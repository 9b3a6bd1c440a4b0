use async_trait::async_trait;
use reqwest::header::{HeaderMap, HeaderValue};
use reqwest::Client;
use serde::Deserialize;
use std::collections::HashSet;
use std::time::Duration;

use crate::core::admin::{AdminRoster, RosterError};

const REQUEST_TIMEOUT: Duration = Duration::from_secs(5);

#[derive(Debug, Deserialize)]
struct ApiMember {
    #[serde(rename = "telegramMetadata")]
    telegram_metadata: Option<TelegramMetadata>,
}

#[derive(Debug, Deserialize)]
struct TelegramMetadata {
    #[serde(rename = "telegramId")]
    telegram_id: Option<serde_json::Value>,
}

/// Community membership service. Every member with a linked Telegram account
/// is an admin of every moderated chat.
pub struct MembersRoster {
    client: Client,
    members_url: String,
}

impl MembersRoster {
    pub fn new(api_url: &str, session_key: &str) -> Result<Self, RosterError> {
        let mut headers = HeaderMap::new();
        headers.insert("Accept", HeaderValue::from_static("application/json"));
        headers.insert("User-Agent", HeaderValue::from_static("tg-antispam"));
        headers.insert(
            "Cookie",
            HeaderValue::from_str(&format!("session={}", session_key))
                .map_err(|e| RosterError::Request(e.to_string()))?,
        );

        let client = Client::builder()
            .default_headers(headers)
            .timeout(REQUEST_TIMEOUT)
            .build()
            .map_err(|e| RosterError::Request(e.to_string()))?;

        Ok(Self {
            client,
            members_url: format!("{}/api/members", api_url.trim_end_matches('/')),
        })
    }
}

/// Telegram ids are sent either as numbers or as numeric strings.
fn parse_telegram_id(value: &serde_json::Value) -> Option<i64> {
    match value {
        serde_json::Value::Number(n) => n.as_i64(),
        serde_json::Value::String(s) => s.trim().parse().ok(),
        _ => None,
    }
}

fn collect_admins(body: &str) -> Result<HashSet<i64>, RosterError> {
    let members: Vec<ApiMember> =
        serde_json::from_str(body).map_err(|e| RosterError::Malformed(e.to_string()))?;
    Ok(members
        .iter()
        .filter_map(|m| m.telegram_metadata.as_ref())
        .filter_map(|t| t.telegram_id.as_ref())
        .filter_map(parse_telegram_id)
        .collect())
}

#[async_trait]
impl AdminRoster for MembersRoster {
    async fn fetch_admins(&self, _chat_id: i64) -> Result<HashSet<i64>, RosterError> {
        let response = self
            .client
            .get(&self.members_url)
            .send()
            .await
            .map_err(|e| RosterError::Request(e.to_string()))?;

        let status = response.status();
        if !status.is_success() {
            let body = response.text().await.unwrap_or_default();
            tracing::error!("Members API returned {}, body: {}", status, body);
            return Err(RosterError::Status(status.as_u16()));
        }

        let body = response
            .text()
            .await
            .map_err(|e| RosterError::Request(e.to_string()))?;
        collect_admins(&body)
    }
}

[TASK OBJECTIVE]: Retype all of the entries. Keep each one exactly as written.

[ANSWER TO THIS EXERCISE]:
repository 9b3a6bd1c440a4b0
use async_trait::async_trait;
use reqwest::header::{HeaderMap, HeaderValue};
use reqwest::Client;
use serde::Deserialize;
use std::collections::HashSet;
use std::time::Duration;

use crate::core::admin::{AdminRoster, RosterError};

const REQUEST_TIMEOUT: Duration = Duration::from_secs(5);

#[derive(Debug, Deserialize)]
struct ApiMember {
    #[serde(rename = "telegramMetadata")]
    telegram_metadata: Option<TelegramMetadata>,
}

#[derive(Debug, Deserialize)]
struct TelegramMetadata {
    #[serde(rename = "telegramId")]
    telegram_id: Option<serde_json::Value>,
}

/// Community membership service. Every member with a linked Telegram account
/// is an admin of every moderated chat.
pub struct MembersRoster {
    client: Client,
    members_url: String,
}

impl MembersRoster {
    pub fn new(api_url: &str, session_key: &str) -> Result<Self, RosterError> {
        let mut headers = HeaderMap::new();
        headers.insert("Accept", HeaderValue::from_static("application/json"));
        headers.insert("User-Agent", HeaderValue::from_static("tg-antispam"));
        headers.insert(
            "Cookie",
            HeaderValue::from_str(&format!("session={}", session_key))
                .map_err(|e| RosterError::Request(e.to_string()))?,
        );

        let client = Client::builder()
            .default_headers(headers)
            .timeout(REQUEST_TIMEOUT)
            .build()
            .map_err(|e| RosterError::Request(e.to_string()))?;

        Ok(Self {
            client,
            members_url: format!("{}/api/members", api_url.trim_end_matches('/')),
        })
    }
}

/// Telegram ids are sent either as numbers or as numeric strings.
fn parse_telegram_id(value: &serde_json::Value) -> Option<i64> {
    match value {
        serde_json::Value::Number(n) => n.as_i64(),
        serde_json::Value::String(s) => s.trim().parse().ok(),
        _ => None,
    }
}

fn collect_admins(body: &str) -> Result<HashSet<i64>, RosterError> {
    let members: Vec<ApiMember> =
        serde_json::from_str(body).map_err(|e| RosterError::Malformed(e.to_string()))?;
    Ok(members
        .iter()
        .filter_map(|m| m.telegram_metadata.as_ref())
        .filter_map(|t| t.telegram_id.as_ref())
        .filter_map(parse_telegram_id)
        .collect())
}

#[async_trait]
impl AdminRoster for MembersRoster {
    async fn fetch_admins(&self, _chat_id: i64) -> Result<HashSet<i64>, RosterError> {
        let response = self
            .client
            .get(&self.members_url)
            .send()
            .await
            .map_err(|e| RosterError::Request(e.to_string()))?;

        let status = response.status();
        if !status.is_success() {
            let body = response.text().await.unwrap_or_default();
            tracing::error!("Members API returned {}, body: {}", status, body);
            return Err(RosterError::Status(status.as_u16()));
        }

        let body = response
            .text()
            .await
            .map_err(|e| RosterError::Request(e.to_string()))?;
        collect_admins(&body)
    }
}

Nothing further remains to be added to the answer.